SUPPLIED DATA>
§ §

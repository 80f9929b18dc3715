//! Boot orchestration.
//!
//! One boot runs four stages in order:
//!
//! 1. discovery initializes (remembered names are loaded and re-validated)
//! 2. services are discovered, ordered by dependency, instantiated and
//!    initialized one at a time
//! 3. modules are discovered and loaded when their required services exist
//! 4. the router is built over whatever modules loaded
//!
//! Individual plugin failures never abort a boot. Only a boot that ends with
//! zero modules produces the application error view.

mod context;
mod shell;

pub use context::{BootReport, RuntimeContext};
pub use shell::{APP_ERROR_MESSAGE, Shell, ShellView};

use std::sync::Arc;

use tracing::Instrument;

use crate::config::{ConfigProvider, FileConfigProvider, RuntimeConfig};
use crate::discovery::{ArtifactProber, CapabilityStore, DISCOVERY_SERVICE, DiscoveryEngine, Prober};
use crate::loader::{DependencyResolver, ModuleLoader, ServiceLoader};
use crate::observability::{SpanContext, Stage, StageSpan};
use crate::plugins::{DescriptorSource, PluginCatalog, PluginKind, Service};
use crate::router::Router;
use crate::transport::{HttpTransport, Transport};
use crate::{Error, Result};

pub struct Runtime {
    config: RuntimeConfig,
    transport: Arc<dyn Transport>,
    store: CapabilityStore,
    prober: Arc<dyn Prober>,
    catalog: PluginCatalog,
    spans: SpanContext,
}

impl Runtime {
    pub fn builder() -> RuntimeBuilder {
        RuntimeBuilder::default()
    }

    pub fn config(&self) -> &RuntimeConfig {
        &self.config
    }

    pub fn store(&self) -> &CapabilityStore {
        &self.store
    }

    pub fn catalog(&self) -> &PluginCatalog {
        &self.catalog
    }

    pub async fn boot(&self) -> Shell {
        let span = self.spans.boot_span();
        self.boot_stages().instrument(span).await
    }

    /// Boots and mounts `location`.
    pub async fn start(&self, location: &str) -> Shell {
        let mut shell = self.boot().await;
        shell.start(location).await;
        shell
    }

    /// Tears `shell` down and boots again, returning to the location it
    /// was showing.
    pub async fn refresh(&self, shell: Shell) -> Shell {
        let location = shell.shutdown();
        tracing::info!(location = ?location, "Refreshing runtime");
        self.start(location.as_deref().unwrap_or("")).await
    }

    async fn boot_stages(&self) -> Shell {
        let discovery = Arc::new(DiscoveryEngine::new(
            self.store.clone(),
            Arc::clone(&self.prober),
            Arc::clone(&self.transport),
            self.config.clone(),
        ));

        let stage = StageSpan::new(Stage::Discovery);
        discovery.init().instrument(stage.span().clone()).await;
        let remembered = discovery.discovered(PluginKind::Module).await.len()
            + discovery.discovered(PluginKind::Service).await.len();
        stage.finish(remembered);

        let mut catalog = self.catalog.clone();
        catalog.register_service_instance(
            DISCOVERY_SERVICE,
            Arc::clone(&discovery) as Arc<dyn Service>,
        );
        let source = DescriptorSource::new(Arc::clone(&self.transport));

        let stage = StageSpan::new(Stage::Services);
        let (services, resolution) = async {
            let names = discovery.discover_names(PluginKind::Service).await;
            let descriptors = source.load_all(PluginKind::Service, &names).await;
            let resolution = DependencyResolver::new().resolve(&descriptors);
            let services = ServiceLoader::new(&catalog)
                .load(&resolution.order, &descriptors)
                .await;
            (services, resolution)
        }
        .instrument(stage.span().clone())
        .await;
        stage.finish(services.len());

        let stage = StageSpan::new(Stage::Modules);
        let engine_active = services.contains(DISCOVERY_SERVICE);
        let modules = async {
            if engine_active {
                discovery.discover_new(PluginKind::Module).await;
            }
            let names = discovery.discover_names(PluginKind::Module).await;
            let descriptors = source.load_all(PluginKind::Module, &names).await;
            ModuleLoader::new(&catalog, &services)
                .with_discovery(engine_active.then_some(discovery.as_ref()))
                .load(&descriptors)
                .await
        }
        .instrument(stage.span().clone())
        .await;
        stage.finish(modules.len());

        let stage = StageSpan::new(Stage::Router);
        let report = BootReport {
            services: services.names().into_iter().map(String::from).collect(),
            modules: modules.names().into_iter().map(String::from).collect(),
            resolution,
        };
        let router = Router::new(modules, Arc::clone(&self.transport), &self.config.default_route);
        stage.finish(router.nav().entries().len());

        tracing::info!(
            services = report.services.len(),
            modules = report.modules.len(),
            "Runtime booted"
        );

        let context = RuntimeContext::new(
            self.config.clone(),
            Arc::clone(&self.transport),
            discovery,
            services,
        );
        Shell::new(context, router, report)
    }
}

impl std::fmt::Debug for Runtime {
    fn fmt(&self, f: &mut std::fmt::Formatter<'_>) -> std::fmt::Result {
        f.debug_struct("Runtime")
            .field("config", &self.config)
            .field("store", &self.store)
            .field("catalog", &self.catalog)
            .finish_non_exhaustive()
    }
}

#[derive(Default)]
pub struct RuntimeBuilder {
    config: Option<RuntimeConfig>,
    transport: Option<Arc<dyn Transport>>,
    store: Option<Arc<dyn ConfigProvider>>,
    prober: Option<Arc<dyn Prober>>,
    catalog: PluginCatalog,
}

impl RuntimeBuilder {
    pub fn config(mut self, config: RuntimeConfig) -> Self {
        self.config = Some(config);
        self
    }

    /// Reads [`RuntimeConfig`] from `provider`.
    pub async fn config_from(mut self, provider: &dyn ConfigProvider) -> Result<Self> {
        self.config = Some(RuntimeConfig::load(provider).await?);
        Ok(self)
    }

    /// Defaults to an [`HttpTransport`] over `base_url`.
    pub fn transport(mut self, transport: Arc<dyn Transport>) -> Self {
        self.transport = Some(transport);
        self
    }

    /// Provider backing the capability store. Defaults to a JSON file in
    /// the platform data directory.
    pub fn store(mut self, provider: Arc<dyn ConfigProvider>) -> Self {
        self.store = Some(provider);
        self
    }

    /// Defaults to an [`ArtifactProber`] over the transport.
    pub fn prober(mut self, prober: Arc<dyn Prober>) -> Self {
        self.prober = Some(prober);
        self
    }

    pub fn catalog(mut self, catalog: PluginCatalog) -> Self {
        self.catalog = catalog;
        self
    }

    pub fn build(self) -> Result<Runtime> {
        let config = self.config.unwrap_or_default();

        let transport: Arc<dyn Transport> = match (self.transport, config.base_url.as_deref()) {
            (Some(transport), _) => transport,
            (None, Some(base_url)) => Arc::new(HttpTransport::new(base_url)?),
            (None, None) => {
                return Err(Error::Config(
                    "no transport: set base_url or provide one".to_string(),
                ));
            }
        };

        let store = match self.store {
            Some(provider) => CapabilityStore::new(provider),
            None => match FileConfigProvider::default_path() {
                Some(path) => CapabilityStore::new(Arc::new(FileConfigProvider::new(path))),
                None => {
                    tracing::warn!("No data directory, discovered names will not persist");
                    CapabilityStore::in_memory()
                }
            },
        };

        let prober = self
            .prober
            .unwrap_or_else(|| Arc::new(ArtifactProber::new(Arc::clone(&transport))));

        Ok(Runtime {
            config,
            transport,
            store,
            prober,
            catalog: self.catalog,
            spans: SpanContext::new(),
        })
    }
}
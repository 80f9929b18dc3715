//! In-memory provider.
//!
//! Backs the capability store in tests and in hosts that do not need
//! discoveries to survive a restart.

use std::collections::HashMap;
use std::sync::Arc;

use tokio::sync::RwLock;

use super::ConfigResult;
use super::provider::ConfigProvider;

#[derive(Debug, Clone, Default)]
pub struct MemoryConfigProvider {
    data: Arc<RwLock<HashMap<String, String>>>,
    name: String,
}

impl MemoryConfigProvider {
    pub fn new() -> Self {
        Self::named("memory")
    }

    pub fn named(name: impl Into<String>) -> Self {
        Self {
            data: Arc::new(RwLock::new(HashMap::new())),
            name: name.into(),
        }
    }

    pub fn from_data(data: HashMap<String, String>) -> Self {
        Self {
            data: Arc::new(RwLock::new(data)),
            name: "memory".to_string(),
        }
    }

    /// Builder-style seeding from string pairs.
    pub fn with_entries<K, V>(entries: impl IntoIterator<Item = (K, V)>) -> Self
    where
        K: Into<String>,
        V: Into<String>,
    {
        Self::from_data(
            entries
                .into_iter()
                .map(|(k, v)| (k.into(), v.into()))
                .collect(),
        )
    }

    pub async fn snapshot(&self) -> HashMap<String, String> {
        self.data.read().await.clone()
    }

    pub async fn len(&self) -> usize {
        self.data.read().await.len()
    }

    pub async fn is_empty(&self) -> bool {
        self.data.read().await.is_empty()
    }
}

#[async_trait::async_trait]
impl ConfigProvider for MemoryConfigProvider {
    fn name(&self) -> &str {
        &self.name
    }

    async fn get_raw(&self, key: &str) -> ConfigResult<Option<String>> {
        Ok(self.data.read().await.get(key).cloned())
    }

    async fn set_raw(&self, key: &str, value: &str) -> ConfigResult<()> {
        self.data
            .write()
            .await
            .insert(key.to_string(), value.to_string());
        Ok(())
    }

    async fn delete(&self, key: &str) -> ConfigResult<bool> {
        Ok(self.data.write().await.remove(key).is_some())
    }

    async fn list_keys(&self, prefix: &str) -> ConfigResult<Vec<String>> {
        let data = self.data.read().await;
        let mut keys: Vec<String> = data
            .keys()
            .filter(|k| k.starts_with(prefix))
            .cloned()
            .collect();
        keys.sort();
        Ok(keys)
    }
}
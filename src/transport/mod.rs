//! Artifact transport: existence checks and text fetches by relative path.
//!
//! Discovery, descriptor loading and template rendering all reach plugin
//! artifacts through this seam. Paths are relative to the host root, e.g.
//! `modules/home/home.html`.

mod http;
mod memory;

pub use http::HttpTransport;
pub use memory::StaticTransport;

use async_trait::async_trait;
use tokio_util::sync::CancellationToken;

#[async_trait]
pub trait Transport: Send + Sync {
    /// Lightweight existence request.
    ///
    /// Never fails: an error, a non-success status or a cancelled token
    /// all read as "does not exist".
    async fn exists(&self, path: &str, cancel: &CancellationToken) -> bool;

    /// Fetches the artifact body as text.
    async fn fetch_text(&self, path: &str) -> crate::Result<String>;
}

/// `modules/home/home.html` → `modules/home/home.html`; `./app.js` → `app.js`.
pub(crate) fn clean_path(path: &str) -> &str {
    let path = path.strip_prefix("./").unwrap_or(path);
    path.trim_start_matches('/')
}

#[cfg(test)]
mod tests {
    use super::*;

    #[test]
    fn test_clean_path() {
        assert_eq!(clean_path("./index.html"), "index.html");
        assert_eq!(clean_path("/services/api/api.js"), "services/api/api.js");
        assert_eq!(clean_path("modules/home/home.js"), "modules/home/home.js");
    }
}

§ §

TASK BRIEF> Go through the material above and copy each line that has the word "StageSpan".

ANSWER BOX>
use crate::observability::{SpanContext, Stage, StageSpan};
        let stage = StageSpan::new(Stage::Discovery);
        let stage = StageSpan::new(Stage::Services);
        let stage = StageSpan::new(Stage::Modules);
        let stage = StageSpan::new(Stage::Router);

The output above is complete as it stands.